If a line in the data holds the string "hints", list it.

[Opening Input material section]

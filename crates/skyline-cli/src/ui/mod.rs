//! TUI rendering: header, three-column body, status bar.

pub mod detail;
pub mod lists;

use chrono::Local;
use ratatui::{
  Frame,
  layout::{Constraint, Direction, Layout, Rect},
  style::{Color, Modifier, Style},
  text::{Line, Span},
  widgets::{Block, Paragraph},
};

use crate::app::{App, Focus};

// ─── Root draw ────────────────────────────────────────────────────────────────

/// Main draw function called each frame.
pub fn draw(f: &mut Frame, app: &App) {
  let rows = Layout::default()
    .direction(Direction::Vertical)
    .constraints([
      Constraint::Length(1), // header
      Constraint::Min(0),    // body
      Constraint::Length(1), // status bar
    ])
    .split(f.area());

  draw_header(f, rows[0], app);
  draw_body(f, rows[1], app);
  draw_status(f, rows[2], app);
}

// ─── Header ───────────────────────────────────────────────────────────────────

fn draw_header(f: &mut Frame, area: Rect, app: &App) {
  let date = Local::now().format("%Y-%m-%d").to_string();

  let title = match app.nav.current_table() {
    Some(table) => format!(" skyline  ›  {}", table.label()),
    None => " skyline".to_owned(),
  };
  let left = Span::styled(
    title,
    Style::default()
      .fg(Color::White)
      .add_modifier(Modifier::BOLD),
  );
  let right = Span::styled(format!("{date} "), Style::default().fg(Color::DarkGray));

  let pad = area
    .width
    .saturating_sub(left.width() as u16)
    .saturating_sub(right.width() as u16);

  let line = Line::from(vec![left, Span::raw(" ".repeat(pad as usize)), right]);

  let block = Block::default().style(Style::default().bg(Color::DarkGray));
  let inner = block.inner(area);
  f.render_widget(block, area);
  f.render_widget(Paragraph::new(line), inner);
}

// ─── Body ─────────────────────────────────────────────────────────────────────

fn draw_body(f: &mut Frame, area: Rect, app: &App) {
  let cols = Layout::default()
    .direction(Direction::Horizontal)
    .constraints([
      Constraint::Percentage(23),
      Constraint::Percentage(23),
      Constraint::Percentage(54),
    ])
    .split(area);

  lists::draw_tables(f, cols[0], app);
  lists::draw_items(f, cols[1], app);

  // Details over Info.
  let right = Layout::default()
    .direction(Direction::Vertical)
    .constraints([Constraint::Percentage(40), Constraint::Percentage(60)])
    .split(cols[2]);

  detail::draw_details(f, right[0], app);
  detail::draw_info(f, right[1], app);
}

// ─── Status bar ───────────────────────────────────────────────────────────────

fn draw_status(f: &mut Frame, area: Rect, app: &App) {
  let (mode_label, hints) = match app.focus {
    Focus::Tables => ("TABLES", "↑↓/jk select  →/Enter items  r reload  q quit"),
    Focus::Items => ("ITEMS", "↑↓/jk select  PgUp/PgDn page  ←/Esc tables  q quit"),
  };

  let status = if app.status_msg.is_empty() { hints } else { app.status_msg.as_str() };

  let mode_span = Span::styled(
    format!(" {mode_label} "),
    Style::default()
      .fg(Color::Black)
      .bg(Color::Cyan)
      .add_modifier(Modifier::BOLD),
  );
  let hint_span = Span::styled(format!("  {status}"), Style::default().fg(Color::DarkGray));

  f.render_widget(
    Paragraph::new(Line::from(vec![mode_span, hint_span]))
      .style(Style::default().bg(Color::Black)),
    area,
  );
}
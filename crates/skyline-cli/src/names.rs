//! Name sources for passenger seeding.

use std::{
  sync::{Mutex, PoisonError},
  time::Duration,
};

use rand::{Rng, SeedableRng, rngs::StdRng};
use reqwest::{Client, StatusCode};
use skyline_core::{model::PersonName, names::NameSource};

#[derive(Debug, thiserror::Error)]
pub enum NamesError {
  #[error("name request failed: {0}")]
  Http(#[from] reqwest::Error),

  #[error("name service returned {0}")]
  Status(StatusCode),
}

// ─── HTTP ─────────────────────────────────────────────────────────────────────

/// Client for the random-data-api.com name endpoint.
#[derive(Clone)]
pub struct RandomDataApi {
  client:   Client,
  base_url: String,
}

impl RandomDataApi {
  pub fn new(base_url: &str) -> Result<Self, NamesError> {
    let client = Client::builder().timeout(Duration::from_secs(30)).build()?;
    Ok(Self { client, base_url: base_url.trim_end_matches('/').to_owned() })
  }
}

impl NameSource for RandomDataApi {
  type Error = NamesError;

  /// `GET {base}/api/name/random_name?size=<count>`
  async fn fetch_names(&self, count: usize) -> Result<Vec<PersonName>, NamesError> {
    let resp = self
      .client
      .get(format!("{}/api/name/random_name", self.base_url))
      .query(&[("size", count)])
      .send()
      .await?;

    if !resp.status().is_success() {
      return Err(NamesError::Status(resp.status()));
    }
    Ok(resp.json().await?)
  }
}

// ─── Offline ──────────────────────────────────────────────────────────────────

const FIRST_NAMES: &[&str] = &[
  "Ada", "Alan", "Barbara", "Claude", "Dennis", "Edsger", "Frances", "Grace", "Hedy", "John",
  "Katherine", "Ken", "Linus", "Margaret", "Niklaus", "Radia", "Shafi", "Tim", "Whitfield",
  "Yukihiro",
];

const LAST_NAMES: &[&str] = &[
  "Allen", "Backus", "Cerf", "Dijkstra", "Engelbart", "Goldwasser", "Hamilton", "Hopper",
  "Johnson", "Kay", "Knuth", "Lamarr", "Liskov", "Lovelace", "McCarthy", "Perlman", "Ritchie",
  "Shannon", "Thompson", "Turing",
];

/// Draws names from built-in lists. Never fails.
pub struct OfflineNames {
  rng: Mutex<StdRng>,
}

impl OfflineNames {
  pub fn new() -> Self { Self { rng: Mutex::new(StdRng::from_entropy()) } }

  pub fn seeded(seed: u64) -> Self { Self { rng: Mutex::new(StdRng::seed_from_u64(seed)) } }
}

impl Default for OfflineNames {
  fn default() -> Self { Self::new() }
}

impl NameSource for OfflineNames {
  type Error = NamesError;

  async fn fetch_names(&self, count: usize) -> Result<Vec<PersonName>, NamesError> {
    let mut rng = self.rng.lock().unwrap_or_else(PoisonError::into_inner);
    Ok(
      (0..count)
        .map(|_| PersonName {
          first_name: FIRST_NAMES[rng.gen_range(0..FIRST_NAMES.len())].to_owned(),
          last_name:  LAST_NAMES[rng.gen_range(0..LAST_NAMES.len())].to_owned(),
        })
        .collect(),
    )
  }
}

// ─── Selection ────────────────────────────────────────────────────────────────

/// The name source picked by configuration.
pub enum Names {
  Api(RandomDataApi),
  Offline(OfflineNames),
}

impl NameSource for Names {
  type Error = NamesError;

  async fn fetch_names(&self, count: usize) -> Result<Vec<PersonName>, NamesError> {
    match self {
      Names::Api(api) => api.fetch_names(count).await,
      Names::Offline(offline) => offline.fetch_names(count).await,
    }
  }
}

[Closing Input material section]

• **Result of the exercise**:
  let (mode_label, hints) = match app.focus {
  let status = if app.status_msg.is_empty() { hints } else { app.status_msg.as_str() };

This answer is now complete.